Here, long-drawn, Mary Jane-inspired riffs reverberate out past the vast expanses of breathtaking natural aesthetics, and leave a heavy-handed sonic impression on scenes across the nation.
And if you’re a fan of the best in “underground” Doom-driven Metal, you’ve likely heard of locals Primitive Man, In the Company of Serpents, and Khemmis.
Now, add to this list Smolder & Burn, a band whose hot and heavy, stony Sludge is driven by guitarists Jess Ellis’ and Pat Devlin’s hearty riffs, vocalist Chris Chango’s throaty vox, and bassist Chad Roth’s and drummer Marc Brooks’ captious low-end, a pointed mélange with solid grooves and a searing after burn.

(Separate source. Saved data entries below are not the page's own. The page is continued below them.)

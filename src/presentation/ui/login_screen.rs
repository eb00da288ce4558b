//! Login screen.

use crossterm::event::{KeyCode, KeyEvent, KeyModifiers};
use ratatui::{
    buffer::Buffer,
    layout::{Constraint, Layout, Rect},
    style::{Color, Modifier, Style},
    text::{Line, Span},
    widgets::{Block, Borders, Clear, Paragraph, Widget, Wrap},
};

use crate::application::dto::LoginRequest;
use crate::presentation::widgets::TextInput;

#[derive(Debug, Clone, Copy, PartialEq, Eq)]
pub enum LoginState {
    Input,
    Validating,
    Error,
}

/// Which credential the clinician is entering.
#[derive(Debug, Clone, Copy, PartialEq, Eq)]
pub enum LoginMode {
    Password,
    Google,
}

#[derive(Debug)]
pub enum LoginAction {
    None,
    Submit(LoginRequest),
    CreateAccount,
    Quit,
}

#[derive(Debug, Clone, Copy, PartialEq, Eq)]
enum Focus {
    Email,
    Password,
}

/// Login screen UI.
pub struct LoginScreen {
    email_input: TextInput,
    password_input: TextInput,
    google_input: TextInput,
    focus: Focus,
    mode: LoginMode,
    state: LoginState,
    error_message: Option<String>,
}

impl LoginScreen {
    #[must_use]
    pub fn new() -> Self {
        let mut email_input = TextInput::new("Email").placeholder("name@clinic.cl");
        email_input.set_focused(true);

        Self {
            email_input,
            password_input: TextInput::new("Password").password(),
            google_input: TextInput::new("Google ID token")
                .password()
                .placeholder("Paste the ID token issued by Google"),
            focus: Focus::Email,
            mode: LoginMode::Password,
            state: LoginState::Input,
            error_message: None,
        }
    }

    /// Login screen showing why the previous session ended.
    #[must_use]
    pub fn with_error(message: impl Into<String>) -> Self {
        let mut screen = Self::new();
        screen.set_error(message);
        screen
    }

    #[must_use]
    pub const fn state(&self) -> LoginState {
        self.state
    }

    #[must_use]
    pub const fn mode(&self) -> LoginMode {
        self.mode
    }

    pub fn set_validating(&mut self) {
        self.state = LoginState::Validating;
        self.error_message = None;
    }

    pub fn set_error(&mut self, message: impl Into<String>) {
        self.state = LoginState::Error;
        self.error_message = Some(message.into());
    }

    /// Back to input after a failed attempt. The password is cleared.
    pub fn reset(&mut self) {
        self.state = LoginState::Input;
        self.password_input.clear();
    }

    fn set_focus(&mut self, focus: Focus) {
        self.focus = focus;
        self.email_input.set_focused(focus == Focus::Email);
        self.password_input.set_focused(focus == Focus::Password);
    }

    fn toggle_mode(&mut self) {
        self.mode = match self.mode {
            LoginMode::Password => LoginMode::Google,
            LoginMode::Google => LoginMode::Password,
        };
        self.google_input.set_focused(self.mode == LoginMode::Google);
        if self.mode == LoginMode::Password {
            self.set_focus(Focus::Email);
        } else {
            self.email_input.set_focused(false);
            self.password_input.set_focused(false);
        }
    }

    fn request(&self) -> Option<LoginRequest> {
        match self.mode {
            LoginMode::Password => {
                let email = self.email_input.value().trim();
                let password = self.password_input.value();
                (!email.is_empty() && !password.is_empty())
                    .then(|| LoginRequest::password(email, password))
            }
            LoginMode::Google => {
                let token = self.google_input.value().trim();
                (!token.is_empty()).then(|| LoginRequest::google(token))
            }
        }
    }

    fn focused_input(&mut self) -> &mut TextInput {
        match (self.mode, self.focus) {
            (LoginMode::Google, _) => &mut self.google_input,
            (LoginMode::Password, Focus::Email) => &mut self.email_input,
            (LoginMode::Password, Focus::Password) => &mut self.password_input,
        }
    }

    /// Handles key event, returns action.
    pub fn handle_key(&mut self, key: KeyEvent) -> LoginAction {
        if self.state == LoginState::Validating {
            return LoginAction::None;
        }

        if self.state == LoginState::Error {
            self.reset();
        }

        let ctrl = key.modifiers.contains(KeyModifiers::CONTROL);
        match key.code {
            KeyCode::Esc => return LoginAction::Quit,
            KeyCode::Char('n') if ctrl => return LoginAction::CreateAccount,
            KeyCode::Char('g') if ctrl => self.toggle_mode(),
            KeyCode::Enter => {
                if self.mode == LoginMode::Password && self.focus == Focus::Email {
                    self.set_focus(Focus::Password);
                } else if let Some(request) = self.request() {
                    return LoginAction::Submit(request);
                } else {
                    self.set_error("Enter your email and password.");
                }
            }
            KeyCode::Tab | KeyCode::Down | KeyCode::BackTab | KeyCode::Up
                if self.mode == LoginMode::Password =>
            {
                let next = match self.focus {
                    Focus::Email => Focus::Password,
                    Focus::Password => Focus::Email,
                };
                self.set_focus(next);
            }
            _ => {
                self.focused_input().handle_key(key);
            }
        }

        LoginAction::None
    }

    fn render_inner(&self, area: Rect, buf: &mut Buffer) {
        let vertical = Layout::vertical([
            Constraint::Fill(1),
            Constraint::Length(15),
            Constraint::Fill(1),
        ]);
        let [_, center, _] = vertical.areas(area);

        let horizontal = Layout::horizontal([
            Constraint::Fill(1),
            Constraint::Length(60),
            Constraint::Fill(1),
        ]);
        let [_, content_area, _] = horizontal.areas(center);

        Clear.render(content_area, buf);

        let block = Block::default()
            .borders(Borders::ALL)
            .border_style(Style::default().fg(Color::Cyan))
            .title(" CuraMetric Login ");

        let inner = block.inner(content_area);
        block.render(content_area, buf);

        let [title, first, second, _, hints, _, status] = Layout::vertical([
            Constraint::Length(1),
            Constraint::Length(3),
            Constraint::Length(3),
            Constraint::Length(1),
            Constraint::Length(2),
            Constraint::Length(1),
            Constraint::Min(1),
        ])
        .areas(inner);

        let heading = match self.mode {
            LoginMode::Password => "Sign in with your email and password",
            LoginMode::Google => "Sign in with a Google account",
        };
        Paragraph::new(heading)
            .style(Style::default().fg(Color::White))
            .render(title, buf);

        match self.mode {
            LoginMode::Password => {
                (&self.email_input).render(first, buf);
                (&self.password_input).render(second, buf);
            }
            LoginMode::Google => (&self.google_input).render(first, buf),
        }

        let dim = Style::default().fg(Color::DarkGray);
        let other_mode = match self.mode {
            LoginMode::Password => "Ctrl+G: Google login",
            LoginMode::Google => "Ctrl+G: Email login",
        };
        Paragraph::new(vec![
            Line::from(vec![
                Span::styled("Enter: Login", dim),
                Span::raw(" | "),
                Span::styled("Tab: Next field", dim),
                Span::raw(" | "),
                Span::styled("Esc: Quit", dim),
            ]),
            Line::from(vec![
                Span::styled(other_mode, dim),
                Span::raw(" | "),
                Span::styled("Ctrl+N: Create account", dim),
            ]),
        ])
        .render(hints, buf);

        let line = match self.state {
            LoginState::Input => Line::default(),
            LoginState::Validating => Line::from(Span::styled(
                "Signing in...",
                Style::default()
                    .fg(Color::Yellow)
                    .add_modifier(Modifier::ITALIC),
            )),
            LoginState::Error => {
                let msg = self.error_message.as_deref().unwrap_or("Unknown error");
                Line::from(Span::styled(msg, Style::default().fg(Color::Red)))
            }
        };
        Paragraph::new(line)
            .wrap(Wrap { trim: true })
            .render(status, buf);
    }
}

impl Default for LoginScreen {
    fn default() -> Self {
        Self::new()
    }
}

impl Widget for &LoginScreen {
    fn render(self, area: Rect, buf: &mut Buffer) {
        self.render_inner(area, buf);
    }
}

“I had been wanting to start a side project for a while away from my other band (Chingaso), where I just focused on vocals and not on both vocals and guitar,” said Smolder & Burn vocalist Chris Chango of the band’s formation. “I was at my friend Benny’s house for a BBQ, and he was looking to get back on the scene after a long hiatus. He introduced me to [Smolder & Burn drummer] Marc Brooks. We knew of each other, but we didn’t exactly know each other, so I was asked if I knew of any other musicians that might want to get in on the action—I called [guitarist] Pat [Devlin] and [bassist] Chad [Roth]. We had a few rehearsals that went well, then some things came up, and Benny dropped out. I asked [guitarist] Jess [Ellis] to come in, and that’s when things got kicked into overdrive.”
Now, fourteen months later, Smolder & Burn is set to release their début EP, a four-song flex of desert Rock-infused Doom—think of a ballsier Queens of the Stone Age with bigger beards and way more booze.
The tracks are capped by Chris Chango’s clean vocal croon, a distinctive stamp that characterizes the band’s already inventive tunes.
“[Chango’s vocals] are what really got me psyched about this band,” said Devlin. “I listen to a lot of music, and I’m of the opinion that the voice should be used as another instrument. I’m not knocking guttural stuff at all—I’m a fan! But I want to make music with multiple layers, and having clean vocals from the get-go is much better then to trying to introduce them later.”
“I always wanted and preferred more of a singer [too],” added bassist Chad Roth.
“When I was writing the lyrics for the first songs we came up with, I was going to try and be a more guttural with the vocals, but the strange thing is because of the actual low tuning we’re in, [I was forced] to go higher in range in order to hit the notes being played. People heard it, and they liked it, so it just kind of worked its way into what it is,” said Chango.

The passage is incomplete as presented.